Além disso, ao estipular obrigações claras, metas de desempenho quantificáveis e padrões de qualidade rigorosos para a entidade contratada, o contrato público procura funcionar como um mecanismo eficaz de alinhamento entre os interesses privados e os objetivos coletivos traçados pelo poder público. Cláusulas que detalham regimes tarifários, definem indicadores de performance, estabelecem obrigações de investimento, impõem padrões ambientais e sociais ou criam mecanismos transparentes de reequilíbrio econômico-financeiro são exemplos palpáveis dessa função. Elas não apenas criam um vínculo jurídico formal, mas efetivamente estruturam um modelo de regulação específico para aquela relação contratual. Essa “regulação por contrato” opera frequentemente em sinergia, e por vezes de forma coordenada e complementar, com a regulação setorial mais ampla exercida pelas agências reguladoras independentes, permitindo ao Estado uma atuação mais customizada e responsiva às particularidades de cada projeto ou setor.

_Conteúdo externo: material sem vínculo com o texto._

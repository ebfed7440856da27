//! Tests for user value types and the account entity.

use super::*;
use crate::domain::test_support;
use crate::domain::{CastingId, ProjectId};
use rstest::rstest;
use serde_json::Value;

#[rstest]
#[case("")]
#[case("not-a-uuid")]
#[case(" 3fa85f64-5717-4562-b3fc-2c963f66afa6")]
fn user_id_rejects_malformed_input(#[case] raw: &str) {
    assert_eq!(UserId::new(raw), Err(UserValidationError::InvalidId));
}

#[rstest]
fn user_id_accepts_canonical_uuid() {
    let id = UserId::new("3fa85f64-5717-4562-b3fc-2c963f66afa6").expect("valid id");
    assert_eq!(id.to_string(), "3fa85f64-5717-4562-b3fc-2c963f66afa6");
}

#[rstest]
#[case("", UserValidationError::EmptyEmail)]
#[case("   ", UserValidationError::EmptyEmail)]
fn email_rejects_blank(#[case] raw: &str, #[case] expected: UserValidationError) {
    assert_eq!(Email::new(raw), Err(expected));
}

#[rstest]
fn email_is_trimmed() {
    let email = Email::new("  ada@example.com\n").expect("valid email");
    assert_eq!(email.as_ref(), "ada@example.com");
}

#[rstest]
fn password_keeps_surrounding_whitespace() {
    let password = Password::new(" secret ").expect("valid password");
    assert_eq!(password.expose(), " secret ");
    assert_ne!(password, Password::new("secret").expect("valid password"));
}

#[rstest]
fn password_debug_is_redacted() {
    let password = Password::new("hunter2").expect("valid password");
    assert!(!format!("{password:?}").contains("hunter2"));
}

#[rstest]
fn registered_user_has_no_castings() {
    let user = test_support::user();
    assert!(user.castings().is_empty());
    assert_eq!(user.email().as_ref(), test_support::EMAIL);
}

#[rstest]
#[case(test_support::EMAIL, test_support::PASSWORD, true)]
#[case(test_support::EMAIL, "54321", false)]
#[case(test_support::OTHER_EMAIL, test_support::PASSWORD, false)]
fn has_credentials_requires_both_to_match(
    #[case] email: &str,
    #[case] password: &str,
    #[case] expected: bool,
) {
    let user = test_support::user();
    let email = Email::new(email).expect("email");
    let password = Password::new(password).expect("password");
    assert_eq!(user.has_credentials(&email, &password), expected);
}

#[rstest]
fn with_changes_keeps_identity_and_castings() {
    let application = CastingApplication::new(ProjectId::random(), vec![CastingId::random()]);
    let user = test_support::user().with_application(application.clone());
    let id = *user.id();

    let changed = user.with_changes(
        Email::new("jd@mail.com").expect("email"),
        Password::new("123").expect("password"),
        test_support::details(),
    );

    assert_eq!(changed.id(), &id);
    assert_eq!(changed.email().as_ref(), "jd@mail.com");
    assert_eq!(changed.password().expose(), "123");
    assert_eq!(changed.castings(), [application]);
}

#[rstest]
fn profile_omits_id_and_password() {
    let user = test_support::user();
    let value = serde_json::to_value(user.profile()).expect("profile serialises");
    let object = value.as_object().expect("profile is an object");

    assert!(!object.contains_key("id"));
    assert!(!object.contains_key("_id"));
    assert!(!object.contains_key("password"));
    assert_eq!(object.get("email").and_then(Value::as_str), Some(test_support::EMAIL));
    assert_eq!(object.get("castings"), Some(&Value::Array(Vec::new())));
    assert!(object.contains_key("personalData"));
    assert_eq!(
        object.get("videobookLink").and_then(Value::as_str),
        Some("https://youtube.com")
    );
}
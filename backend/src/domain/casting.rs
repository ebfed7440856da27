//! Projects, castings, and a user's casting applications.
//!
//! Projects and castings are owned elsewhere; users only reference them by
//! identifier. [`ResolvedApplication`] is the read model produced when those
//! references are loaded.

use std::fmt;

use serde::{Deserialize, Serialize};
use serde_json::Value;
use uuid::Uuid;

macro_rules! document_id {
    ($(#[$meta:meta])* $name:ident) => {
        $(#[$meta])*
        #[derive(Debug, Clone, Copy, PartialEq, Eq, Hash, Serialize, Deserialize)]
        #[serde(transparent)]
        pub struct $name(Uuid);

        impl $name {
            /// Wrap an existing UUID.
            pub const fn from_uuid(uuid: Uuid) -> Self {
                Self(uuid)
            }

            /// Generate a new random identifier.
            pub fn random() -> Self {
                Self(Uuid::new_v4())
            }

            /// Access the underlying UUID.
            pub const fn as_uuid(&self) -> &Uuid {
                &self.0
            }
        }

        impl fmt::Display for $name {
            fn fmt(&self, f: &mut fmt::Formatter<'_>) -> fmt::Result {
                fmt::Display::fmt(&self.0, f)
            }
        }
    };
}

document_id! {
    /// Identifier of a [`Project`].
    ProjectId
}

document_id! {
    /// Identifier of a [`Casting`].
    CastingId
}

/// A production open for casting.
#[derive(Debug, Clone, PartialEq, Serialize, Deserialize)]
#[serde(rename_all = "camelCase")]
pub struct Project {
    pub id: ProjectId,
    pub name: String,
    /// Free-form attributes maintained by the project owner.
    #[serde(default)]
    pub details: Value,
}

/// A role or call within a project.
#[derive(Debug, Clone, PartialEq, Serialize, Deserialize)]
#[serde(rename_all = "camelCase")]
pub struct Casting {
    pub id: CastingId,
    pub project_id: ProjectId,
    pub title: String,
    #[serde(default)]
    pub details: Value,
}

/// One entry of a user's casting list: the castings applied to within a
/// single project.
#[derive(Debug, Clone, PartialEq, Eq, Serialize, Deserialize)]
#[serde(rename_all = "camelCase")]
pub struct CastingApplication {
    pub project: ProjectId,
    pub castings: Vec<CastingId>,
}

impl CastingApplication {
    /// Build an application entry.
    pub fn new(project: ProjectId, castings: Vec<CastingId>) -> Self {
        Self { project, castings }
    }
}

/// A casting application with its references loaded.
#[derive(Debug, Clone, PartialEq, Serialize, Deserialize)]
#[serde(rename_all = "camelCase")]
pub struct ResolvedApplication {
    pub project: Project,
    pub castings: Vec<Casting>,
}

#[cfg(test)]
mod tests {
    use super::*;
    use rstest::rstest;
    use serde_json::json;

    #[rstest]
    fn identifiers_serialise_as_plain_strings() {
        let id = ProjectId::from_uuid(Uuid::nil());
        assert_eq!(
            serde_json::to_value(id).expect("id serialises"),
            json!("00000000-0000-0000-0000-000000000000")
        );
    }

    #[rstest]
    fn application_round_trips_through_json() {
        let application = CastingApplication::new(
            ProjectId::random(),
            vec![CastingId::random(), CastingId::random()],
        );
        let value = serde_json::to_value(&application).expect("serialises");
        let decoded: CastingApplication = serde_json::from_value(value).expect("deserialises");
        assert_eq!(decoded, application);
    }
}
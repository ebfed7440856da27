//! Internal Diesel row structs for database operations.
//!
//! These types are implementation details of the persistence layer and must
//! never be exposed to the domain.

use chrono::{DateTime, Utc};
use diesel::prelude::*;
use serde_json::Value;
use uuid::Uuid;

use super::schema::{castings, projects, users};

/// Row struct for reading from the users table.
#[derive(Debug, Clone, Queryable, Selectable)]
#[diesel(table_name = users)]
#[diesel(check_for_backend(diesel::pg::Pg))]
pub(crate) struct UserRow {
    pub id: Uuid,
    pub email: String,
    pub password: String,
    pub personal_data: Value,
    pub physical_data: Value,
    pub professional_data: Value,
    pub videobook_link: String,
    pub pics: Value,
    pub castings: Value,
}

/// Insertable struct for creating user records.
#[derive(Debug, Clone, Insertable)]
#[diesel(table_name = users)]
pub(crate) struct NewUserRow<'a> {
    pub id: Uuid,
    pub email: &'a str,
    pub password: &'a str,
    pub personal_data: Value,
    pub physical_data: Value,
    pub professional_data: Value,
    pub videobook_link: &'a str,
    pub pics: Value,
    pub castings: Value,
}

/// Changeset replacing every mutable column of a user record.
#[derive(Debug, Clone, AsChangeset)]
#[diesel(table_name = users)]
pub(crate) struct UserUpdate<'a> {
    pub email: &'a str,
    pub password: &'a str,
    pub personal_data: Value,
    pub physical_data: Value,
    pub professional_data: Value,
    pub videobook_link: &'a str,
    pub pics: Value,
    pub castings: Value,
    pub updated_at: DateTime<Utc>,
}

/// Row struct for reading from the projects table.
#[derive(Debug, Clone, Queryable, Selectable)]
#[diesel(table_name = projects)]
#[diesel(check_for_backend(diesel::pg::Pg))]
pub(crate) struct ProjectRow {
    pub id: Uuid,
    pub name: String,
    pub details: Value,
}

/// Row struct for reading from the castings table.
#[derive(Debug, Clone, Queryable, Selectable)]
#[diesel(table_name = castings)]
#[diesel(check_for_backend(diesel::pg::Pg))]
pub(crate) struct CastingRow {
    pub id: Uuid,
    pub project_id: Uuid,
    pub title: String,
    pub details: Value,
}
//! HTTP inbound adapter exposing the account operations as REST endpoints.

use actix_web::web;

pub mod error;
pub mod health;
pub mod schemas;
pub mod state;
pub mod users;

pub use error::ApiResult;

/// JSON extractor configuration that reports malformed bodies in the domain
/// error envelope.
pub fn json_config() -> web::JsonConfig {
    web::JsonConfig::default().error_handler(error::json_error_handler)
}

/// Mount the `/api` scope with its JSON configuration.
///
/// # Examples
/// ```
/// use actix_web::App;
/// use castme::inbound::http::configure_api;
///
/// let app = App::new().configure(configure_api);
/// ```
pub fn configure_api(cfg: &mut web::ServiceConfig) {
    cfg.service(
        web::scope("/api")
            .app_data(json_config())
            .configure(users::configure),
    );
}
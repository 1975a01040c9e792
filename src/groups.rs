use anyhow::{bail, Result};
use regex::Regex;
use tracing::debug;

use std::{
    fs::File,
    io::{BufRead, BufReader},
    path::Path,
};

use crate::record::SalesRecord;

#[derive(Debug)]
struct Group {
    name: String,
    regex: Regex,
}

/// Maps line-item product names onto product groups.
///
/// With no groups defined, every product is reported under its own name.
#[derive(Debug, Default)]
pub struct Groups(Vec<Group>);

impl Groups {
    #[must_use]
    pub fn new() -> Self {
        Self::default()
    }

    /// Reads product group configuration from `path`.
    ///
    /// The configuration file consists of group specifications, one per line,
    /// in the following format:
    ///
    /// ```txt
    /// GROUP_NAME | GROUP_REGEX
    /// ```
    ///
    /// Blank lines are ignored. `GROUP_REGEX` can be any regular expression
    /// supported by [`regex::Regex`].
    ///
    /// # Errors
    ///
    /// Returns errors if:
    /// * The file cannot be opened
    /// * The file cannot be read
    /// * There is a line with an invalid format (no `|` character)
    /// * `GROUP_REGEX` is an invalid regular expression
    pub fn from_file(path: impl AsRef<Path>) -> Result<Self> {
        let mut groups = Self::new();
        let file = BufReader::new(File::open(&path)?);
        for line in file.lines() {
            let line = line?;
            if line.trim().is_empty() {
                continue;
            }
            let Some((name, regex_str)) = line.split_once(" | ") else {
                bail!(
                    "reading {:?}: bad line format (missing |): {line}",
                    path.as_ref(),
                );
            };
            groups.add(name, regex_str)?;
        }
        debug!(groups = groups.0.len(), "read product groups");
        Ok(groups)
    }

    /// Adds a group: products whose name matches `regex_str` are reported
    /// as `name`.
    ///
    /// # Errors
    ///
    /// Returns any errors from compiling `regex_str` with [`Regex::new`].
    pub fn add(&mut self, name: &str, regex_str: &str) -> Result<()> {
        self.0.push(Group {
            name: name.to_string(),
            regex: Regex::new(regex_str)?,
        });
        Ok(())
    }

    /// Returns the name of the first group matching `product`, if any.
    ///
    /// # Examples
    ///
    /// ```
    /// # use sales_summary::Groups;
    /// let mut groups = Groups::new();
    /// groups.add("Foo", "foo").unwrap();
    /// assert_eq!(groups.product_group("foo variant 1"), Some("Foo"));
    /// assert_eq!(groups.product_group("ungrouped product"), None);
    /// ```
    #[must_use]
    pub fn product_group(&self, product: &str) -> Option<&str> {
        self.0
            .iter()
            .find(|g| g.regex.is_match(product))
            .map(|g| g.name.as_str())
    }

    /// Renames each record's product to its group name, where it has one.
    #[must_use]
    pub fn regroup(&self, mut records: Vec<SalesRecord>) -> Vec<SalesRecord> {
        if self.0.is_empty() {
            return records;
        }
        for record in &mut records {
            if let Some(name) = self.product_group(&record.product) {
                record.product = name.to_string();
            }
        }
        records
    }
}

Em última análise, a crescente proeminência da função regulatória dos contratos públicos reflete uma concepção mais moderna e sofisticada do papel do Estado na economia do século XXI. Observa-se um movimento gradual de um Estado predominantemente executor direto para um Estado que atua mais como planejador, organizador, indutor de boas práticas e fiscalizador de atividades delegadas ou realizadas em parceria com o setor privado. Nesse novo paradigma, o contrato administrativo se consolida como uma ferramenta jurídica indispensável, não apenas para viabilizar a atuação estatal e garantir a prestação de serviços à sociedade, mas fundamentalmente para orientar o desenvolvimento econômico e social de forma sustentável, promovendo a eficiência, a inovação e a responsabilidade. Para as empresas que operam nesse ambiente regulatório contratualizado, compreender a profundidade, as nuances e as implicações dessa dimensão é um fator crítico de sucesso, essencial para garantir segurança jurídica, gerenciar riscos de forma proativa e capitalizar as oportunidades inerentes a essa complexa e dinâmica interação com o setor público.